The first pay commission was established on January, 1946 and it submitted its report in May, 1947 to the interim government of India. It was under the chairmanship of Srinivasa Varadachariar. The mandate of 1st (nine members) was to examining and recommending emolument structure of Civilian employees.

Second Pay Commission

The second pay commission was set up in August 1957, 10 years after independence[5] and it gave its report after two years. The recommendations of the second pay commission had a financial impact of ₹ 39.6 crore. The chairman of the second pay commission was Jagannath Das. The second pay commission reiterated the principle on which the salaries have to be determined. It stated that the pay structure and the working conditions of the government employee should be crafted in a way so as to ensure efficient functioning of the system by recruiting persons with a minimum qualification.

Raghuramiah Committee

The Departmental Pay Committee, set up after the 2nd pay Commission, was called, the Raghuramiah Committee(1960), which had service representatives.

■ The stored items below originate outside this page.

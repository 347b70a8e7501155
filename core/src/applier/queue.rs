// basket/src/applier/queue.rs

//! Per-key FIFO bookkeeping: one in-flight mutation per key, later ones wait their turn.

use crate::core::item::ResourceKey;
use crate::core::mutation::{MutationId, PendingMutation};
use crate::core::outcome::MutationOutcome;
use crate::notify::Liveness;
use std::collections::{HashMap, VecDeque};
use tokio::sync::oneshot;

/// A mutation plus where to report its outcome.
#[derive(Debug)]
pub(crate) struct Submission {
  pub mutation: PendingMutation,
  pub reply: oneshot::Sender<MutationOutcome>,
  pub liveness: Liveness,
  /// Session the mutation was submitted under.
  pub epoch: u64,
}

#[derive(Debug)]
struct KeySlot {
  in_flight: MutationId,
  waiting: VecDeque<Submission>,
}

#[derive(Debug, Default)]
pub(crate) struct KeySlots {
  slots: HashMap<ResourceKey, KeySlot>,
}

impl KeySlots {
  pub fn is_busy(&self, key: &ResourceKey) -> bool {
    self.slots.contains_key(key)
  }

  /// Claims the key for `submission` if nothing is in flight; otherwise queues it behind
  /// the current one. Returns the submission back when it may run now.
  pub fn admit(&mut self, submission: Submission) -> Option<Submission> {
    let key = submission.mutation.key.clone();
    match self.slots.get_mut(&key) {
      Some(slot) => {
        slot.waiting.push_back(submission);
        None
      }
      None => {
        self.slots.insert(
          key,
          KeySlot {
            in_flight: submission.mutation.id,
            waiting: VecDeque::new(),
          },
        );
        Some(submission)
      }
    }
  }

  /// Marks the in-flight mutation for `key` as resolved and hands out the next waiting one,
  /// which becomes in flight. The key goes idle when nothing waits.
  pub fn finish(&mut self, key: &ResourceKey) -> Option<Submission> {
    let slot = self.slots.get_mut(key)?;
    match slot.waiting.pop_front() {
      Some(next) => {
        slot.in_flight = next.mutation.id;
        Some(next)
      }
      None => {
        self.slots.remove(key);
        None
      }
    }
  }

  /// Takes every mutation still waiting for its turn. In-flight ones keep their slots.
  pub fn drain_waiting(&mut self) -> Vec<Submission> {
    self.slots.values_mut().flat_map(|slot| slot.waiting.drain(..)).collect()
  }

  pub fn in_flight_id(&self, key: &ResourceKey) -> Option<MutationId> {
    self.slots.get(key).map(|slot| slot.in_flight)
  }

  pub fn waiting(&self, key: &ResourceKey) -> usize {
    self.slots.get(key).map_or(0, |slot| slot.waiting.len())
  }

  /// Number of keys with a mutation in flight.
  pub fn in_flight(&self) -> usize {
    self.slots.len()
  }
}
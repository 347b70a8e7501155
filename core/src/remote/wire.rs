// basket/src/remote/wire.rs

//! JSON shapes exchanged with the storefront API.
//!
//! The backend is not entirely consistent (`_id` vs `id`, `product` populated as an object,
//! `size` for the variant), so the item shape accepts the known aliases.

use crate::core::item::{ItemId, ItemStatus, ResourceItem};
use rust_decimal::Decimal;
use serde::{Deserialize, Serialize};

/// `{ success, data?, message? }`
#[derive(Debug, Deserialize)]
pub(crate) struct Envelope<T> {
  pub success: bool,
  pub data: Option<T>,
  #[serde(default)]
  pub message: Option<String>,
}

/// Body of a non-2xx response, when it is JSON at all.
#[derive(Debug, Default, Deserialize)]
pub(crate) struct ErrorBody {
  #[serde(default)]
  pub message: Option<String>,
  #[serde(default)]
  pub error: Option<String>,
}

impl ErrorBody {
  pub fn parse(raw: &str) -> Option<String> {
    let body: ErrorBody = serde_json::from_str(raw).ok()?;
    body.message.or(body.error).filter(|m| !m.trim().is_empty())
  }
}

#[derive(Debug, Clone, Deserialize)]
#[serde(untagged)]
pub(crate) enum ProductRef {
  Id(String),
  Populated {
    #[serde(alias = "_id")]
    id: String,
    #[serde(default)]
    price: Option<Decimal>,
  },
}

fn one() -> u32 {
  1
}

#[derive(Debug, Clone, Deserialize)]
#[serde(rename_all = "camelCase")]
pub(crate) struct WireItem {
  #[serde(alias = "_id", default)]
  pub id: Option<String>,
  #[serde(alias = "product")]
  pub product_id: ProductRef,
  #[serde(default = "one")]
  pub quantity: u32,
  #[serde(alias = "price", default)]
  pub unit_price: Option<Decimal>,
  #[serde(alias = "size", default)]
  pub variant: Option<String>,
}

impl From<WireItem> for ResourceItem {
  fn from(wire: WireItem) -> Self {
    let (product_id, product_price) = match wire.product_id {
      ProductRef::Id(id) => (id, None),
      ProductRef::Populated { id, price } => (id, price),
    };
    ResourceItem {
      id: wire.id.map(ItemId::Server),
      product_id,
      quantity: wire.quantity,
      unit_price: wire.unit_price.or(product_price).unwrap_or(Decimal::ZERO),
      variant: wire.variant.filter(|v| !v.is_empty()),
      status: ItemStatus::Confirmed,
    }
  }
}

#[derive(Debug, Serialize)]
#[serde(rename_all = "camelCase")]
pub(crate) struct AddItemRequest<'a> {
  pub product_id: &'a str,
  pub quantity: u32,
  #[serde(skip_serializing_if = "Option::is_none")]
  pub size: Option<&'a str>,
}

#[derive(Debug, Serialize)]
pub(crate) struct UpdateItemRequest {
  pub quantity: u32,
}

#[derive(Debug, Serialize)]
#[serde(rename_all = "camelCase")]
pub(crate) struct ToggleRequest<'a> {
  pub product_id: &'a str,
}

#[derive(Debug, Deserialize)]
pub(crate) struct ToggleData {
  pub added: bool,
}
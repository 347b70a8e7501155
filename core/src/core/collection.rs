// basket/src/core/collection.rs

//! `ResourceCollection`: insertion-ordered items, unique by `ResourceKey`.

use crate::core::item::{ResourceItem, ResourceKey};
use rust_decimal::Decimal;
use serde::Serialize;
use tracing::{event, Level};

#[derive(Debug, Clone, Default, PartialEq, Eq, Serialize)]
#[serde(transparent)]
pub struct ResourceCollection {
  items: Vec<ResourceItem>,
}

impl ResourceCollection {
  pub fn new() -> Self {
    Self::default()
  }

  /// Builds a collection from server data. Duplicate keys are merged into the first
  /// occurrence with their quantities summed.
  pub fn from_items(items: impl IntoIterator<Item = ResourceItem>) -> Self {
    let mut collection = Self::new();
    for item in items {
      if collection.contains(&item.key()) {
        event!(Level::WARN, key = %item.key(), "Server returned duplicate key; merging quantities.");
      }
      collection.add_merging(item);
    }
    collection
  }

  pub fn len(&self) -> usize {
    self.items.len()
  }

  pub fn is_empty(&self) -> bool {
    self.items.is_empty()
  }

  pub fn iter(&self) -> std::slice::Iter<'_, ResourceItem> {
    self.items.iter()
  }

  pub fn items(&self) -> &[ResourceItem] {
    &self.items
  }

  pub fn into_items(self) -> Vec<ResourceItem> {
    self.items
  }

  fn position(&self, key: &ResourceKey) -> Option<usize> {
    self
      .items
      .iter()
      .position(|i| i.matches(&key.product_id, key.variant.as_deref()))
  }

  pub fn contains(&self, key: &ResourceKey) -> bool {
    self.position(key).is_some()
  }

  pub fn get(&self, key: &ResourceKey) -> Option<&ResourceItem> {
    self.position(key).map(|idx| &self.items[idx])
  }

  /// Adds `item`, or increments the quantity of the existing entry with the same key.
  pub fn add_merging(&mut self, item: ResourceItem) {
    match self.position(&item.key()) {
      Some(idx) => {
        let existing = &mut self.items[idx];
        existing.quantity = existing.quantity.saturating_add(item.quantity);
      }
      None => self.items.push(item),
    }
  }

  /// Inserts `item`, replacing the entry with the same key in place. Returns the replaced entry.
  pub fn upsert(&mut self, item: ResourceItem) -> Option<ResourceItem> {
    match self.position(&item.key()) {
      Some(idx) => Some(std::mem::replace(&mut self.items[idx], item)),
      None => {
        self.items.push(item);
        None
      }
    }
  }

  pub fn remove(&mut self, key: &ResourceKey) -> Option<ResourceItem> {
    self.position(key).map(|idx| self.items.remove(idx))
  }

  pub fn clear(&mut self) {
    self.items.clear();
  }

  pub fn total_quantity(&self) -> u64 {
    self.items.iter().map(|i| u64::from(i.quantity)).sum()
  }

  pub fn total_amount(&self) -> Decimal {
    self.items.iter().map(ResourceItem::line_total).sum()
  }
}

impl<'a> IntoIterator for &'a ResourceCollection {
  type Item = &'a ResourceItem;
  type IntoIter = std::slice::Iter<'a, ResourceItem>;

  fn into_iter(self) -> Self::IntoIter {
    self.items.iter()
  }
}

impl FromIterator<ResourceItem> for ResourceCollection {
  fn from_iter<I: IntoIterator<Item = ResourceItem>>(iter: I) -> Self {
    Self::from_items(iter)
  }
}
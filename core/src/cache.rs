// basket/src/cache.rs

//! The local resource cache: last confirmed server state with optimistic overlays on top.
//!
//! The cache itself never talks to the network. It is mutated only by the applier
//! (`crate::applier`), everything else receives `Snapshot` values.

use crate::core::collection::ResourceCollection;
use crate::core::item::{ItemStatus, ResourceItem, ResourceKey, ResourceKind};
use serde::Serialize;
use tracing::{event, Level};

#[derive(Debug, Clone, PartialEq, Eq)]
enum Overlay {
  /// Optimistic add/update; shown instead of (or in addition to) the confirmed entry.
  Upsert(ResourceItem),
  /// Optimistic removal; hides the confirmed entry.
  Tombstone,
}

/// Read-only view of the cache at one version. Pending items are flagged.
#[derive(Debug, Clone, PartialEq, Eq, Serialize)]
#[serde(rename_all = "camelCase")]
pub struct Snapshot {
  pub kind: ResourceKind,
  pub version: u64,
  pub items: ResourceCollection,
}

impl Snapshot {
  pub fn empty(kind: ResourceKind) -> Self {
    Self {
      kind,
      version: 0,
      items: ResourceCollection::new(),
    }
  }

  pub fn get(&self, key: &ResourceKey) -> Option<&ResourceItem> {
    self.items.get(key)
  }

  pub fn has_pending(&self) -> bool {
    self.items.iter().any(ResourceItem::is_pending)
  }
}

#[derive(Debug)]
pub struct LocalResourceCache {
  kind: ResourceKind,
  confirmed: ResourceCollection,
  // Insertion ordered; at most one entry per key.
  overlay: Vec<(ResourceKey, Overlay)>,
  version: u64,
}

impl LocalResourceCache {
  pub fn new(kind: ResourceKind) -> Self {
    Self {
      kind,
      confirmed: ResourceCollection::new(),
      overlay: Vec::new(),
      version: 0,
    }
  }

  pub fn kind(&self) -> ResourceKind {
    self.kind
  }

  pub fn version(&self) -> u64 {
    self.version
  }

  pub fn confirmed(&self) -> &ResourceCollection {
    &self.confirmed
  }

  pub fn has_overlay(&self, key: &ResourceKey) -> bool {
    self.overlay_index(key).is_some()
  }

  fn overlay_index(&self, key: &ResourceKey) -> Option<usize> {
    self.overlay.iter().position(|(k, _)| k == key)
  }

  fn overlay_for(&self, key: &ResourceKey) -> Option<&Overlay> {
    self.overlay_index(key).map(|idx| &self.overlay[idx].1)
  }

  fn bump(&mut self) {
    self.version += 1;
  }

  /// The entry currently visible for `key`: overlay first, then confirmed.
  pub fn current(&self, key: &ResourceKey) -> Option<ResourceItem> {
    match self.overlay_for(key) {
      Some(Overlay::Upsert(item)) => Some(item.clone()),
      Some(Overlay::Tombstone) => None,
      None => self.confirmed.get(key).cloned(),
    }
  }

  /// Confirmed state merged with the overlay. Overlay entries win; tombstoned keys are hidden.
  pub fn snapshot(&self) -> Snapshot {
    let mut items = Vec::with_capacity(self.confirmed.len() + self.overlay.len());

    for item in self.confirmed.iter() {
      match self.overlay_for(&item.key()) {
        Some(Overlay::Upsert(pending)) => items.push(pending.clone()),
        Some(Overlay::Tombstone) => {}
        None => items.push(item.clone()),
      }
    }
    for (key, entry) in &self.overlay {
      if let Overlay::Upsert(pending) = entry {
        if !self.confirmed.contains(key) {
          items.push(pending.clone());
        }
      }
    }

    Snapshot {
      kind: self.kind,
      version: self.version,
      items: ResourceCollection::from_items(items),
    }
  }

  /// Replaces the confirmed state wholesale. Overlays stay and are re-applied on top.
  pub fn apply_confirmed(&mut self, collection: ResourceCollection) {
    event!(
      Level::DEBUG,
      kind = %self.kind,
      items = collection.len(),
      overlays = self.overlay.len(),
      "Applying confirmed collection."
    );
    let confirmed: ResourceCollection = collection
      .into_items()
      .into_iter()
      .map(|mut item| {
        item.status = ItemStatus::Confirmed;
        item
      })
      .collect();
    // Refetching unchanged data is a no-op for subscribers.
    if confirmed == self.confirmed {
      return;
    }
    self.confirmed = confirmed;
    self.bump();
  }

  /// Shows `item` optimistically, replacing any previous overlay for its key.
  pub fn apply_optimistic(&mut self, mut item: ResourceItem) {
    item.status = ItemStatus::Pending;
    self.set_overlay(item.key(), Overlay::Upsert(item));
  }

  /// Hides `key` optimistically.
  pub fn apply_optimistic_removal(&mut self, key: ResourceKey) {
    self.set_overlay(key, Overlay::Tombstone);
  }

  fn set_overlay(&mut self, key: ResourceKey, entry: Overlay) {
    match self.overlay_index(&key) {
      Some(idx) => self.overlay[idx].1 = entry,
      None => self.overlay.push((key, entry)),
    }
    self.bump();
  }

  /// Drops the overlay for `key`; the confirmed entry (if any) becomes visible again.
  pub fn remove_optimistic(&mut self, key: &ResourceKey) -> bool {
    match self.overlay_index(key) {
      Some(idx) => {
        self.overlay.remove(idx);
        self.bump();
        true
      }
      None => false,
    }
  }

  /// Records the server's canonical item for its key and drops the overlay.
  pub fn confirm_item(&mut self, mut item: ResourceItem) {
    item.status = ItemStatus::Confirmed;
    let key = item.key();
    self.confirmed.upsert(item);
    if let Some(idx) = self.overlay_index(&key) {
      self.overlay.remove(idx);
    }
    self.bump();
  }

  /// Records a server-acknowledged removal and drops the overlay.
  pub fn confirm_removal(&mut self, key: &ResourceKey) {
    self.confirmed.remove(key);
    if let Some(idx) = self.overlay_index(key) {
      self.overlay.remove(idx);
    }
    self.bump();
  }

  /// Forgets everything, e.g. on sign-out.
  pub fn clear(&mut self) {
    self.confirmed.clear();
    self.overlay.clear();
    self.bump();
  }
}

It examined armed forces emoluments and made recommendations.

Third Pay Commission

The third pay commission set up in April 1970 gave its report in March 1973 i.e. it took almost 3 years to submit the report, and created proposals that cost the government ₹ 144 crore. The chairman was Raghubir Dayal. The third pay commission (3CPC) added three very important concepts of inclusiveness, comprehensibility, and adequacy for pay structure to be sound in nature. The third pay commission went beyond the idea of minimum subsistence that was adopted by the first pay commission. The commission report says that the true test which the government should adopt is to know whether the services are attractive and it retains the people it needs and if these persons are satisfied by that they are getting paid.

Third Pay Commission and the Armed forces.

  1. 3rd CPC was the first CPC for Defence Forces. I quote from para 5, chapter 48 Vol 3 of the report, “5. It is for the first time that a Pay Commission has been asked to enquire into the, structure of emoluments of both the civilian employees, of the Government and the Armed Forces. In the past, the latter, was entrusted to departmental committees which included the representatives of the Services also.”
  2. There was no bureaucratic interference in proposals made by services. Ex Chiefs Gen Kumaramangalam and Adm Chatterjea were invited for discussions besides some other veteran officers. I quote from para 7, chapter Report of the Third Central Pay Commission, 1973.Vol.IV. 48 Vol 3. “Report of the Expert Cell was finalised only by the Service members. The Ministry of Defence in, their letter forwarding the Report of the Expert Cell in June, 1971, clarified that “the views contained in the Report are those of the Service Experts, as endorsed by the three Service Chiefs”.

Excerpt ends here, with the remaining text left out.